Exercise input ->
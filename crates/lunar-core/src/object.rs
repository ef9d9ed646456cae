//! Type tags and the opaque reference kinds: host values and threads.

use crate::table::TableRef;
use std::any::Any;
use std::cell::RefCell;
use std::fmt;
use std::rc::Rc;

/// The basic Lua types, as reported by `type()`.
#[derive(Clone, Copy, Debug, PartialEq, Eq, Hash)]
pub enum ValueKind {
    Nil,
    Boolean,
    Number,
    String,
    Table,
    Function,
    Userdata,
    Thread,
}

impl ValueKind {
    /// Every kind, in Lua's type-tag order.
    pub const ALL: [ValueKind; 8] = [
        ValueKind::Nil,
        ValueKind::Boolean,
        ValueKind::Userdata,
        ValueKind::Number,
        ValueKind::String,
        ValueKind::Table,
        ValueKind::Function,
        ValueKind::Thread,
    ];

    /// The Lua type name.
    pub fn name(self) -> &'static str {
        match self {
            ValueKind::Nil => "nil",
            ValueKind::Boolean => "boolean",
            ValueKind::Number => "number",
            ValueKind::String => "string",
            ValueKind::Table => "table",
            ValueKind::Function => "function",
            ValueKind::Userdata => "userdata",
            ValueKind::Thread => "thread",
        }
    }
}

impl fmt::Display for ValueKind {
    fn fmt(&self, f: &mut fmt::Formatter<'_>) -> fmt::Result {
        f.write_str(self.name())
    }
}

/// Shared handle to a host value.
pub type HostRef = Rc<HostValue>;

/// An opaque host object with its own optional metatable.
pub struct HostValue {
    data: Box<dyn Any>,
    metatable: RefCell<Option<TableRef>>,
}

impl HostValue {
    pub fn new<T: Any>(data: T) -> Self {
        HostValue {
            data: Box::new(data),
            metatable: RefCell::new(None),
        }
    }

    /// Wrap a host object with a metatable already attached.
    pub fn with_metatable<T: Any>(data: T, mt: TableRef) -> Self {
        HostValue {
            data: Box::new(data),
            metatable: RefCell::new(Some(mt)),
        }
    }

    pub fn downcast_ref<T: Any>(&self) -> Option<&T> {
        self.data.downcast_ref()
    }

    pub fn metatable(&self) -> Option<TableRef> {
        self.metatable.borrow().clone()
    }

    pub fn set_metatable(&self, mt: Option<TableRef>) {
        *self.metatable.borrow_mut() = mt;
    }
}

impl fmt::Debug for HostValue {
    fn fmt(&self, f: &mut fmt::Formatter<'_>) -> fmt::Result {
        f.debug_struct("HostValue")
            .field("has_metatable", &self.metatable.borrow().is_some())
            .finish()
    }
}

/// Shared handle to a thread.
pub type ThreadRef = Rc<ThreadHandle>;

/// A thread value. Threads have identity but cannot be resumed: the VM
/// does not implement coroutines.
#[derive(Debug, Default)]
pub struct ThreadHandle {
    pub name: Option<String>,
}

impl ThreadHandle {
    pub fn new() -> Self {
        Self::default()
    }
}
// Evaluator ordering: terminal states map to the extremal scores and every
// other state scores strictly between them, for every built-in heuristic.

use isolation_agent::board::Board;
use isolation_agent::config::Config;
use isolation_agent::eval::{Evaluator, Heuristic, LOSS, WIN};
use isolation_agent::types::{Move, Player};
use rand::rngs::StdRng;
use rand::seq::IndexedRandom;
use rand::SeedableRng;
use std::sync::Arc;

fn all_evaluators() -> Vec<Arc<dyn Evaluator>> {
    let config = Config::default_hardcoded();
    [
        Heuristic::OpenMove,
        Heuristic::Improved,
        Heuristic::Center,
        Heuristic::Blend,
        Heuristic::Tiered,
    ]
    .iter()
    .map(|h| h.build(&config.scores))
    .collect()
}

fn random_states(seed: u64) -> Vec<Board> {
    let mut rng = StdRng::seed_from_u64(seed);
    let mut board = Board::new(5, 5).unwrap();
    let mut states = vec![board.clone()];
    while let Some(&mv) = board.active_moves().choose(&mut rng) {
        board = board.forecast(mv).unwrap();
        states.push(board.clone());
    }
    states
}

#[test]
fn test_scores_respect_terminal_ordering() {
    let evaluators = all_evaluators();

    for seed in 0..25 {
        for state in random_states(seed) {
            for player in Player::all().iter() {
                for eval in &evaluators {
                    let score = eval.score(&state, *player);
                    if state.is_loser(*player) {
                        assert_eq!(score, LOSS, "{} on loser", eval.name());
                    } else if state.is_winner(*player) {
                        assert_eq!(score, WIN, "{} on winner", eval.name());
                    } else {
                        assert!(score.is_finite(), "{} gave {}", eval.name(), score);
                        assert!(LOSS < score && score < WIN);
                    }
                }
            }
        }
    }
}

#[test]
fn test_extremes_bracket_every_finite_score() {
    assert!(LOSS < f64::MIN);
    assert!(WIN > f64::MAX);
    assert!(LOSS.max(-1e300) == -1e300);
    assert!(WIN.min(1e300) == 1e300);
}

#[test]
fn test_terminal_check_runs_before_heuristic() {
    // Player Two is boxed in at (0,0) and must move: every heuristic must
    // report the loss even though Center would otherwise favour the corner.
    let board = Board::with_positions(
        5,
        5,
        &[Move::new(1, 2), Move::new(2, 1)],
        Move::new(2, 2),
        Move::new(0, 0),
        Player::Two,
    )
    .unwrap();

    for eval in all_evaluators() {
        assert_eq!(eval.score(&board, Player::Two), LOSS, "{}", eval.name());
        assert_eq!(eval.score(&board, Player::One), WIN, "{}", eval.name());
    }
}

#[test]
fn test_heuristic_names_are_distinct() {
    let mut names: Vec<String> = all_evaluators()
        .iter()
        .map(|e| e.name().to_string())
        .collect();
    names.sort();
    names.dedup();
    assert_eq!(names.len(), 5);
}
// Configuration module for reading Isolation.toml
// Holds every tunable of the agents, the evaluators and the tournament driver

use serde::Deserialize;
use std::fs;
use std::path::Path;

use crate::eval::Heuristic;

/// Main configuration structure containing all tunable parameters
#[derive(Debug, Deserialize, Clone)]
pub struct Config {
    pub search: SearchConfig,
    pub opening: OpeningConfig,
    pub scores: ScoresConfig,
    pub tournament: TournamentConfig,
    pub debug: DebugConfig,
}

/// Search engine constants
#[derive(Debug, Deserialize, Clone)]
pub struct SearchConfig {
    /// Plies explored by the fixed-depth minimax agent
    pub search_depth: u32,
    /// Search aborts once fewer milliseconds than this remain
    pub timeout_threshold_ms: f64,
}

/// Zero-search opening shortcut
#[derive(Debug, Deserialize, Clone)]
pub struct OpeningConfig {
    pub enabled: bool,
    /// Shortcut fires only when the root has more legal moves than this
    pub trigger_above: usize,
}

/// Evaluation function selection and weights
#[derive(Debug, Deserialize, Clone)]
pub struct ScoresConfig {
    pub heuristic: Heuristic,
    pub opponent_weight: f64,
    pub center_weight: f64,

    // Tiered heuristic
    pub tier_threshold: usize,
    pub relaxed_weight: f64,
    pub aggressive_weight: f64,
}

/// Round-robin driver constants
#[derive(Debug, Deserialize, Clone)]
pub struct TournamentConfig {
    pub board_width: i32,
    pub board_height: i32,
    pub time_limit_ms: u64,
    /// Games per pairing, split evenly between who moves first
    pub num_matches: usize,
    pub seed: u64,
}

/// Match record logging
#[derive(Debug, Deserialize, Clone)]
pub struct DebugConfig {
    pub enabled: bool,
    pub log_file_path: String,
}

impl Config {
    /// Loads configuration from a TOML file
    ///
    /// # Arguments
    /// * `path` - Path to the Isolation.toml configuration file
    ///
    /// # Returns
    /// * `Result<Config, String>` - Parsed configuration or error message
    pub fn from_file<P: AsRef<Path>>(path: P) -> Result<Self, String> {
        let contents = fs::read_to_string(path.as_ref())
            .map_err(|e| format!("Failed to read config file: {}", e))?;

        Self::from_toml_str(&contents)
    }

    /// Parses and validates configuration from TOML text
    pub fn from_toml_str(contents: &str) -> Result<Self, String> {
        let config: Config =
            toml::from_str(contents).map_err(|e| format!("Failed to parse config file: {}", e))?;
        config.validate()?;
        Ok(config)
    }

    /// Rejects values the agents and the tournament cannot run with
    pub fn validate(&self) -> Result<(), String> {
        if self.search.search_depth == 0 {
            return Err("search.search_depth must be at least 1".to_string());
        }
        let threshold = self.search.timeout_threshold_ms;
        if threshold.is_nan() || threshold < 0.0 {
            return Err("search.timeout_threshold_ms must be non-negative".to_string());
        }
        if self.tournament.board_width <= 0 || self.tournament.board_height <= 0 {
            return Err(format!(
                "tournament board must be non-empty, got {}x{}",
                self.tournament.board_width, self.tournament.board_height
            ));
        }
        Ok(())
    }

    /// Loads default configuration from Isolation.toml in the project root
    pub fn load_default() -> Result<Self, String> {
        Self::from_file("Isolation.toml")
    }

    /// Creates a configuration with hardcoded default values as fallback
    /// This should match the constants defined in Isolation.toml
    pub fn default_hardcoded() -> Self {
        Config {
            search: SearchConfig {
                search_depth: 3,
                timeout_threshold_ms: 15.0,
            },
            opening: OpeningConfig {
                enabled: true,
                trigger_above: 8,
            },
            scores: ScoresConfig {
                heuristic: Heuristic::Blend,
                opponent_weight: 2.0,
                center_weight: 1.0,
                tier_threshold: 3,
                relaxed_weight: 1.0,
                aggressive_weight: 3.0,
            },
            tournament: TournamentConfig {
                board_width: 7,
                board_height: 7,
                time_limit_ms: 150,
                num_matches: 10,
                seed: 42,
            },
            debug: DebugConfig {
                enabled: false,
                log_file_path: "isolation_matches.jsonl".to_string(),
            },
        }
    }

    /// Attempts to load from file, falls back to hardcoded defaults on error
    pub fn load_or_default() -> Self {
        Self::load_default().unwrap_or_else(|e| {
            log::warn!(
                "Could not load Isolation.toml ({}), using hardcoded defaults",
                e
            );
            Self::default_hardcoded()
        })
    }
}
// Immutable Isolation board snapshot
//
// Every move produces a brand-new Board through `forecast`; a Board is never
// mutated once built, so search branches can own their states outright.

use serde::{Deserialize, Serialize};
use std::convert::TryFrom;
use std::error::Error;
use std::fmt;

use crate::eval::{Score, LOSS, WIN};
use crate::types::{Move, Player};

/// Knight-step offsets in generation order. Search relies on this order for
/// its first-legal-move fallback and its ties-keep-first tie-break.
pub const KNIGHT_OFFSETS: [(i32, i32); 8] = [
    (-2, -1),
    (-2, 1),
    (-1, -2),
    (-1, 2),
    (1, -2),
    (1, 2),
    (2, -1),
    (2, 1),
];

/// Contract violations raised by board construction and forecasting
#[derive(Debug, Clone, PartialEq, Eq)]
pub enum BoardError {
    /// The move is not in `legal_moves` of the active player
    IllegalMove { player: Player, attempted: Move },
    /// A cell handed to a constructor lies outside the grid
    OutOfBounds { cell: Move },
    /// Width or height is not strictly positive, or the grid is too large
    InvalidDimensions { width: i32, height: i32 },
    /// Both players were placed on the same cell
    SharedCell { cell: Move },
    /// The blocked-cell grid does not have width * height entries
    GridSizeMismatch { expected: usize, actual: usize },
    /// A player stands on a cell that is not marked blocked
    UnblockedOccupant { cell: Move },
}

impl fmt::Display for BoardError {
    fn fmt(&self, f: &mut fmt::Formatter<'_>) -> fmt::Result {
        match self {
            BoardError::IllegalMove { player, attempted } => {
                write!(f, "illegal move {} for player {}", attempted, player)
            }
            BoardError::OutOfBounds { cell } => write!(f, "cell {} is outside the board", cell),
            BoardError::InvalidDimensions { width, height } => {
                write!(f, "invalid board dimensions {}x{}", width, height)
            }
            BoardError::SharedCell { cell } => {
                write!(f, "both players cannot occupy cell {}", cell)
            }
            BoardError::GridSizeMismatch { expected, actual } => {
                write!(f, "expected {} grid cells, found {}", expected, actual)
            }
            BoardError::UnblockedOccupant { cell } => {
                write!(f, "occupied cell {} is not blocked", cell)
            }
        }
    }
}

impl Error for BoardError {}

/// Snapshot of an Isolation game: grid size, blocked cells, both player
/// locations and whose turn it is. Occupied and visited cells stay blocked.
#[derive(Deserialize, Serialize, Debug, Clone, PartialEq, Eq)]
#[serde(try_from = "RawBoard")]
pub struct Board {
    width: i32,
    height: i32,
    /// Row-major: index = row * width + col
    blocked: Vec<bool>,
    /// `None` until the player has been placed
    locations: [Option<Move>; 2],
    active: Player,
    move_count: u32,
}

/// Wire shape of a `Board`, checked before it becomes one
#[derive(Deserialize)]
struct RawBoard {
    width: i32,
    height: i32,
    blocked: Vec<bool>,
    locations: [Option<Move>; 2],
    active: Player,
    move_count: u32,
}

impl TryFrom<RawBoard> for Board {
    type Error = BoardError;

    fn try_from(raw: RawBoard) -> Result<Self, Self::Error> {
        let board = Board {
            width: raw.width,
            height: raw.height,
            blocked: raw.blocked,
            locations: raw.locations,
            active: raw.active,
            move_count: raw.move_count,
        };
        board.validate()?;
        Ok(board)
    }
}

/// Number of cells in a `width` x `height` grid, if it is non-empty and fits
fn grid_cells(width: i32, height: i32) -> Result<usize, BoardError> {
    if width <= 0 || height <= 0 {
        return Err(BoardError::InvalidDimensions { width, height });
    }
    width
        .checked_mul(height)
        .map(|cells| cells as usize)
        .ok_or(BoardError::InvalidDimensions { width, height })
}

impl Board {
    /// Creates an empty board with player One to move first
    pub fn new(width: i32, height: i32) -> Result<Self, BoardError> {
        let cells = grid_cells(width, height)?;

        Ok(Board {
            width,
            height,
            blocked: vec![false; cells],
            locations: [None, None],
            active: Player::One,
            move_count: 0,
        })
    }

    /// Builds a mid-game snapshot with both players already placed.
    /// Player cells are blocked in addition to `blocked`.
    pub fn with_positions(
        width: i32,
        height: i32,
        blocked: &[Move],
        one: Move,
        two: Move,
        active: Player,
    ) -> Result<Self, BoardError> {
        let mut board = Board::new(width, height)?;

        if one == two {
            return Err(BoardError::SharedCell { cell: one });
        }

        for &cell in blocked.iter().chain([one, two].iter()) {
            let idx = board
                .cell_index(cell)
                .ok_or(BoardError::OutOfBounds { cell })?;
            board.blocked[idx] = true;
        }

        board.locations = [Some(one), Some(two)];
        board.active = active;
        board.move_count = (blocked.len() + 2) as u32;
        board.validate()?;
        Ok(board)
    }

    /// Checks the invariants every constructor must leave behind: the grid
    /// matches the dimensions, and placed players stand on distinct, in-bounds,
    /// blocked cells.
    fn validate(&self) -> Result<(), BoardError> {
        let expected = grid_cells(self.width, self.height)?;
        if self.blocked.len() != expected {
            return Err(BoardError::GridSizeMismatch {
                expected,
                actual: self.blocked.len(),
            });
        }

        if let [Some(one), Some(two)] = self.locations {
            if one == two {
                return Err(BoardError::SharedCell { cell: one });
            }
        }

        for &cell in self.locations.iter().flatten() {
            let idx = self
                .cell_index(cell)
                .ok_or(BoardError::OutOfBounds { cell })?;
            if !self.blocked[idx] {
                return Err(BoardError::UnblockedOccupant { cell });
            }
        }
        Ok(())
    }

    pub fn width(&self) -> i32 {
        self.width
    }

    pub fn height(&self) -> i32 {
        self.height
    }

    pub fn active_player(&self) -> Player {
        self.active
    }

    pub fn inactive_player(&self) -> Player {
        self.active.opponent()
    }

    pub fn opponent_of(&self, player: Player) -> Player {
        player.opponent()
    }

    /// Current cell of `player`, or `None` before it has been placed
    pub fn location_of(&self, player: Player) -> Option<Move> {
        self.locations[player.index()]
    }

    /// Number of plies applied since the empty board
    pub fn move_count(&self) -> u32 {
        self.move_count
    }

    fn cell_index(&self, cell: Move) -> Option<usize> {
        if cell.row < 0 || cell.row >= self.height || cell.col < 0 || cell.col >= self.width {
            return None;
        }
        Some((cell.row * self.width + cell.col) as usize)
    }

    /// Out-of-bounds cells count as blocked
    pub fn is_blocked(&self, cell: Move) -> bool {
        match self.cell_index(cell) {
            Some(idx) => self.blocked.get(idx).copied().unwrap_or(true),
            None => true,
        }
    }

    /// Every unblocked cell, columns outer and rows inner
    pub fn blank_spaces(&self) -> Vec<Move> {
        let mut spaces = Vec::new();
        for col in 0..self.width {
            for row in 0..self.height {
                let cell = Move::new(row, col);
                if !self.is_blocked(cell) {
                    spaces.push(cell);
                }
            }
        }
        spaces
    }

    /// Legal destinations for `player` in fixed generation order.
    /// An unplaced player may move to any blank cell.
    pub fn legal_moves(&self, player: Player) -> Vec<Move> {
        match self.location_of(player) {
            None => self.blank_spaces(),
            Some(origin) => KNIGHT_OFFSETS
                .iter()
                .map(|&(d_row, d_col)| origin.offset(d_row, d_col))
                .filter(|&dest| !self.is_blocked(dest))
                .collect(),
        }
    }

    /// Legal moves of the player whose turn it is
    pub fn active_moves(&self) -> Vec<Move> {
        self.legal_moves(self.active)
    }

    /// Returns the successor state after the active player moves to `mv`.
    /// The receiver is left untouched.
    pub fn forecast(&self, mv: Move) -> Result<Board, BoardError> {
        if !self.active_moves().contains(&mv) {
            return Err(BoardError::IllegalMove {
                player: self.active,
                attempted: mv,
            });
        }

        let mut next = self.clone();
        let slot = self.active.index();

        // Origin is already blocked from when it was entered
        if let Some(origin) = next.locations[slot] {
            if let Some(idx) = next.cell_index(origin) {
                next.blocked[idx] = true;
            }
        }
        if let Some(idx) = next.cell_index(mv) {
            next.blocked[idx] = true;
        }

        next.locations[slot] = Some(mv);
        next.active = self.active.opponent();
        next.move_count += 1;
        Ok(next)
    }

    /// The active player has no legal move
    pub fn is_terminal(&self) -> bool {
        self.active_moves().is_empty()
    }

    /// `player` is to move and cannot
    pub fn is_loser(&self, player: Player) -> bool {
        player == self.active && self.is_terminal()
    }

    /// `player`'s opponent is to move and cannot
    pub fn is_winner(&self, player: Player) -> bool {
        player == self.inactive_player() && self.is_terminal()
    }

    /// Game-theoretic value of a finished game for `player`; 0.0 while in progress
    pub fn utility(&self, player: Player) -> Score {
        if self.is_loser(player) {
            LOSS
        } else if self.is_winner(player) {
            WIN
        } else {
            0.0
        }
    }
}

How to complete this task -> For the entries above, give only the number of lines that contain the word "generation".

Exercise answer -> 2